EXERCISE
Find all the lines in the entries below that hold the word "header" and copy them.

THE DATA

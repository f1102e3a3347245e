//! On-disk format for [`VectorIndex`].
//!
//! One little-endian file:
//!
//! ```text
//! "DVIX" | version u16 | metric u8 | reserved u8 | dimensions u32 | entries u64
//! | model name len u16 | model name | entries * dimensions f32
//! | chunks len u64 | bincode(Vec<Chunk>) | sha256(everything above)
//! ```
//!
//! Saves go to a temporary sibling that is fsynced and renamed over the
//! target, so readers see either the old artifact or the complete new one.
//! Loads check magic, version, digest, metric and every length before
//! decoding anything.

use bincode::Options;
use memmap2::Mmap;
use sha2::{Digest, Sha256};
use std::fs::{self, File};
use std::io::{self, Write};
use std::path::{Path, PathBuf};

use crate::config::Number;
use crate::error::{Error, Result};
use crate::index::{Metric, VectorIndex};
use crate::vector_entry::Chunk;

const MAGIC: &[u8; 4] = b"DVIX";
pub const FORMAT_VERSION: u16 = 1;
const DIGEST_LEN: usize = 32;
// magic + version + metric + reserved + dimensions + entries + model len + chunks len
const MIN_BODY_LEN: usize = 4 + 2 + 1 + 1 + 4 + 8 + 2 + 8;

fn codec() -> impl Options {
    bincode::DefaultOptions::new().with_fixint_encoding()
}

pub fn save_index(index: &VectorIndex, path: &Path) -> Result<()> {
    let bytes = encode(index)?;
    write_atomically(path, &bytes)?;
    log::info!(
        "Saved index with {} entries ({} bytes) to '{}'",
        index.len(),
        bytes.len(),
        path.display()
    );
    Ok(())
}

pub fn load_index(path: &Path) -> Result<VectorIndex> {
    if !path.exists() {
        return Err(Error::NotFound {
            path: path.to_path_buf(),
        });
    }

    let file = File::open(path).map_err(|e| Error::corrupt(path, e.to_string()))?;
    let len = file
        .metadata()
        .map_err(|e| Error::corrupt(path, e.to_string()))?
        .len();
    if !file_len_plausible(len) {
        return Err(Error::corrupt(path, format!("file too small ({} bytes)", len)));
    }

    let mmap = unsafe { Mmap::map(&file) }.map_err(|e| Error::corrupt(path, e.to_string()))?;
    let index = decode(&mmap).map_err(|reason| Error::corrupt(path, reason))?;

    log::info!(
        "Loaded index with {} entries of dimension {} from '{}'",
        index.len(),
        index.dimensions(),
        path.display()
    );
    Ok(index)
}

fn file_len_plausible(len: u64) -> bool {
    len >= (MIN_BODY_LEN + DIGEST_LEN) as u64
}

fn encode(index: &VectorIndex) -> Result<Vec<u8>> {
    let model = index.embedder_model().unwrap_or("").as_bytes();
    let model_len = u16::try_from(model.len())
        .map_err(|_| Error::Config(format!("embedder model name too long ({} bytes)", model.len())))?;
    let dimensions = u32::try_from(index.dimensions())
        .map_err(|_| Error::Config(format!("dimension {} too large", index.dimensions())))?;
    let chunks = codec()
        .serialize(index.chunks())
        .map_err(|e| Error::Io(io::Error::new(io::ErrorKind::Other, e.to_string())))?;

    let vectors = index.raw_vectors();
    let mut buf = Vec::with_capacity(
        MIN_BODY_LEN + model.len() + vectors.len() * std::mem::size_of::<Number>() + chunks.len() + DIGEST_LEN,
    );
    buf.extend_from_slice(MAGIC);
    buf.extend_from_slice(&FORMAT_VERSION.to_le_bytes());
    buf.push(index.metric().code());
    buf.push(0);
    buf.extend_from_slice(&dimensions.to_le_bytes());
    buf.extend_from_slice(&(index.len() as u64).to_le_bytes());
    buf.extend_from_slice(&model_len.to_le_bytes());
    buf.extend_from_slice(model);
    buf.extend(vectors.iter().flat_map(|&num| num.to_le_bytes()));
    buf.extend_from_slice(&(chunks.len() as u64).to_le_bytes());
    buf.extend_from_slice(&chunks);

    let digest = Sha256::digest(&buf);
    buf.extend_from_slice(&digest);
    Ok(buf)
}

fn decode(bytes: &[u8]) -> std::result::Result<VectorIndex, String> {
    if !bytes.starts_with(MAGIC) {
        return Err("not a docvec index (bad magic)".to_string());
    }
    if bytes.len() < MIN_BODY_LEN + DIGEST_LEN {
        return Err("truncated header".to_string());
    }

    let (body, digest) = bytes.split_at(bytes.len() - DIGEST_LEN);
    let mut reader = Reader::new(body);
    reader.take(MAGIC.len())?;

    let version = reader.u16()?;
    if version != FORMAT_VERSION {
        return Err(format!(
            "unsupported format version {} (expected {})",
            version, FORMAT_VERSION
        ));
    }

    if Sha256::digest(body).as_slice() != digest {
        return Err("checksum mismatch".to_string());
    }

    let metric_code = reader.u8()?;
    let metric = Metric::from_code(metric_code)
        .ok_or_else(|| format!("unknown similarity metric {}", metric_code))?;
    reader.u8()?;

    let dimensions = reader.u32()? as usize;
    let entries = usize::try_from(reader.u64()?).map_err(|_| "entry count overflow".to_string())?;

    let model_len = reader.u16()? as usize;
    let model = std::str::from_utf8(reader.take(model_len)?)
        .map_err(|e| format!("invalid model name: {}", e))?;
    let embedder_model = (!model.is_empty()).then(|| model.to_string());

    let vector_bytes = entries
        .checked_mul(dimensions)
        .and_then(|n| n.checked_mul(std::mem::size_of::<Number>()))
        .ok_or_else(|| "vector section size overflow".to_string())?;
    let vectors: Vec<Number> = reader
        .take(vector_bytes)?
        .chunks_exact(std::mem::size_of::<Number>())
        .map(|b| Number::from_le_bytes([b[0], b[1], b[2], b[3]]))
        .collect();
    if let Some(pos) = vectors.iter().position(|x| !x.is_finite()) {
        return Err(format!(
            "non-finite component in vector {}",
            pos / dimensions.max(1)
        ));
    }

    let chunks_len = usize::try_from(reader.u64()?).map_err(|_| "chunk section overflow".to_string())?;
    let chunk_bytes = reader.take(chunks_len)?;
    let chunks: Vec<Chunk> = codec()
        .with_limit(chunks_len as u64)
        .deserialize(chunk_bytes)
        .map_err(|e| format!("invalid chunk section: {}", e))?;

    if chunks.len() != entries {
        return Err(format!(
            "header declares {} entries but chunk section holds {}",
            entries,
            chunks.len()
        ));
    }
    if reader.remaining() != 0 {
        return Err(format!("{} trailing bytes", reader.remaining()));
    }

    Ok(VectorIndex::from_parts(dimensions, metric, embedder_model, vectors, chunks))
}

struct Reader<'a> {
    bytes: &'a [u8],
    pos: usize,
}

impl<'a> Reader<'a> {
    fn new(bytes: &'a [u8]) -> Self {
        Self { bytes, pos: 0 }
    }

    fn remaining(&self) -> usize {
        self.bytes.len() - self.pos
    }

    fn take(&mut self, n: usize) -> std::result::Result<&'a [u8], String> {
        if n > self.remaining() {
            return Err(format!(
                "truncated: wanted {} bytes at offset {}, {} left",
                n,
                self.pos,
                self.remaining()
            ));
        }
        let slice = &self.bytes[self.pos..self.pos + n];
        self.pos += n;
        Ok(slice)
    }

    fn u8(&mut self) -> std::result::Result<u8, String> {
        Ok(self.take(1)?[0])
    }

    fn u16(&mut self) -> std::result::Result<u16, String> {
        let b = self.take(2)?;
        Ok(u16::from_le_bytes([b[0], b[1]]))
    }

    fn u32(&mut self) -> std::result::Result<u32, String> {
        let b = self.take(4)?;
        Ok(u32::from_le_bytes([b[0], b[1], b[2], b[3]]))
    }

    fn u64(&mut self) -> std::result::Result<u64, String> {
        let mut buf = [0u8; 8];
        buf.copy_from_slice(self.take(8)?);
        Ok(u64::from_le_bytes(buf))
    }
}

fn temp_path_for(path: &Path) -> Result<PathBuf> {
    let name = path
        .file_name()
        .ok_or_else(|| Error::Config(format!("index path '{}' has no file name", path.display())))?;
    Ok(path.with_file_name(format!(
        ".{}.tmp-{}",
        name.to_string_lossy(),
        std::process::id()
    )))
}

fn write_atomically(path: &Path, bytes: &[u8]) -> Result<()> {
    if let Some(parent) = path.parent().filter(|p| !p.as_os_str().is_empty()) {
        fs::create_dir_all(parent)?;
    }

    let tmp_path = temp_path_for(path)?;
    let result = File::create(&tmp_path)
        .and_then(|mut file| {
            file.write_all(bytes)?;
            file.sync_all()
        })
        .and_then(|_| fs::rename(&tmp_path, path));

    if let Err(e) = result {
        let _ = fs::remove_file(&tmp_path);
        return Err(e.into());
    }
    Ok(())
}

FINISHED TASK
        return Err("truncated header".to_string());
            "header declares {} entries but chunk section holds {}",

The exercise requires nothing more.